We next examined the effect of RDEA119 on the proliferation of these cells. As shown in Fig 1D and Table 1, RDEA119 potently inhibited the proliferation of BRAF mutation-harboring cells OCUT1, K1, BCPAP and SW1736 in a concentration-dependent manner, with IC50 values ranging from 0.034 – 0.217 μM. In contrast, this MEK inhibitor showed no or very modest inhibitory effects in FTC133, KAT18, Hth74, and WRO cells that did not harbor BRAF mutation, with IC50 values ranging from 1.413 – 34.12 μM (Fig 1D and Table 1). Thus, these results demonstrated a BRAF mutation-selective inhibition of thyroid cancer cells by the novel MEK inhibitor RDEA119.

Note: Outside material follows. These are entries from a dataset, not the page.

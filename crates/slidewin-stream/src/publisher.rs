use tokio::time::{interval, Instant, MissedTickBehavior};

use crate::{broker::Broker, conf::PublisherConf, message::Message};

/// Publishes random values to every configured topic at a fixed rate
///
/// Once the send duration has elapsed, the end-of-stream sentinel is published to every
/// topic. Values are published from a single task so each topic observes them in order.
#[derive(Debug)]
pub struct Publisher {
    broker: Broker,
    conf: PublisherConf,
    rng: fastrand::Rng,
}

impl Publisher {
    /// Creates a publisher on `broker`
    pub fn new(broker: Broker, conf: PublisherConf) -> Self {
        let rng = match conf.seed {
            Some(seed) => fastrand::Rng::with_seed(seed),
            None => fastrand::Rng::new(),
        };
        Self { broker, conf, rng }
    }

    /// Publishes until the send duration has elapsed and returns the number of values sent
    pub async fn run(mut self) -> u64 {
        log::info!(
            "Started to send random integers to subscribers for {:?}",
            self.conf.send_duration
        );
        let mut ticker = interval(self.conf.period());
        ticker.set_missed_tick_behavior(MissedTickBehavior::Delay);

        let start = Instant::now();
        let mut sent = 0u64;
        loop {
            ticker.tick().await;
            let elapsed = start.elapsed();
            if elapsed > self.conf.send_duration {
                log::info!("Sent {sent} messages in total, elapsed time {elapsed:?}.");
                break;
            }

            let value = self.rng.i64(0..self.conf.max_value);
            self.publish(Message::Value(value));
            sent += 1;

            if sent % 100 == 0 {
                log::info!("Sent {sent} messages, elapsed time {elapsed:?}.");
            }
        }

        self.publish(Message::Done);
        sent
    }

    fn publish(&self, message: Message) {
        let payload = message.encode();
        for topic in self.conf.topics.iter() {
            if self.broker.publish(topic, payload.as_str()) == 0 {
                log::warn!("no subscriber on topic {topic} for {payload}");
            }
        }
    }
}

The MEK inhibitor RDEA119 and mTOR inhibitor temsirolimus synergistically inhibited the proliferation of thyroid cancer cells

As genetic alterations in both the MAPK and PI3K/Akt pathways play a fundamental role in the tumorigenesis of thyroid cancer 6,7, we asked whether simultaneously targeting the two pathways would have synergetic effects on the proliferation of thyroid cancer cells. The inhibitory effects of combined use of the MEK inhibitor RDEA119 and the mTOR inhibitor temsirolimus were tested in four representative thyroid cancer cell lines, including OCUT1 harboring both BRAF and PIK3CA mutations, SW1736 harboring only BRAF mutation, FTC133 harboring deficient PTEN, and KAT18 cells with wild-type alleles. These cells were chosen for their representative genotypes in the two pathways.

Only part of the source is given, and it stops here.